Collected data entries
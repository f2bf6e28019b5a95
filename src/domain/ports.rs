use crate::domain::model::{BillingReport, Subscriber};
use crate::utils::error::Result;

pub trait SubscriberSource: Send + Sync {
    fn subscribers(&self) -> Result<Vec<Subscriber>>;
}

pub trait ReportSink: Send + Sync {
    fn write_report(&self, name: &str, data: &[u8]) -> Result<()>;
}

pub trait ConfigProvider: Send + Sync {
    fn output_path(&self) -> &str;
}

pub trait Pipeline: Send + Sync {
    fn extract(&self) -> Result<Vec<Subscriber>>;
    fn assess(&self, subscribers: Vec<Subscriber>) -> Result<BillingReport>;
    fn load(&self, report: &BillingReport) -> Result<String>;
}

---

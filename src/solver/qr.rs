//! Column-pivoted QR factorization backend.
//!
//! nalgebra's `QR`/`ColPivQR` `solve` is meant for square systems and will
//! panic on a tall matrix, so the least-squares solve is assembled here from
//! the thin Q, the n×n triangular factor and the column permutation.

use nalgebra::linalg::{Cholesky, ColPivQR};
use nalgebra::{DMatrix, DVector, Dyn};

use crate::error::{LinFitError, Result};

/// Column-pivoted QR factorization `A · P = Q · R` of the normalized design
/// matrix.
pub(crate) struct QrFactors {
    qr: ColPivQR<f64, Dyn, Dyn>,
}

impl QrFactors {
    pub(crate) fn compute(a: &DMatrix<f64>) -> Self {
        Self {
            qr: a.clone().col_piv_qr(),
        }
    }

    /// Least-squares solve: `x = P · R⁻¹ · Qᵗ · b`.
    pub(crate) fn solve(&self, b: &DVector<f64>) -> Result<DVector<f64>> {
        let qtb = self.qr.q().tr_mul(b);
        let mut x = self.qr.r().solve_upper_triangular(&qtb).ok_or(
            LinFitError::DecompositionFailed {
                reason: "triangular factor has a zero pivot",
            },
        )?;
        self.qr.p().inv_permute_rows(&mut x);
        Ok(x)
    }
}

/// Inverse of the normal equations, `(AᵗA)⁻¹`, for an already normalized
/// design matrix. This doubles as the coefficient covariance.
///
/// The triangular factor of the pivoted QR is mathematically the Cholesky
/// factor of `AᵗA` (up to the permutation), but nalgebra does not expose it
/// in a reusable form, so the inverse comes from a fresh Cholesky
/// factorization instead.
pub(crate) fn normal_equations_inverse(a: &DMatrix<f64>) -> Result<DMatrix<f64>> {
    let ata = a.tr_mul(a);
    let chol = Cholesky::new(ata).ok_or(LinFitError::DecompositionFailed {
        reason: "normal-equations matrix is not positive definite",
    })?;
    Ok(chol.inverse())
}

## [HOW TO COMPLETE THIS TASK]
Read through the entries, then copy every line where the string "QrFactors" is found.

## [RESULT]
pub(crate) struct QrFactors {
impl QrFactors {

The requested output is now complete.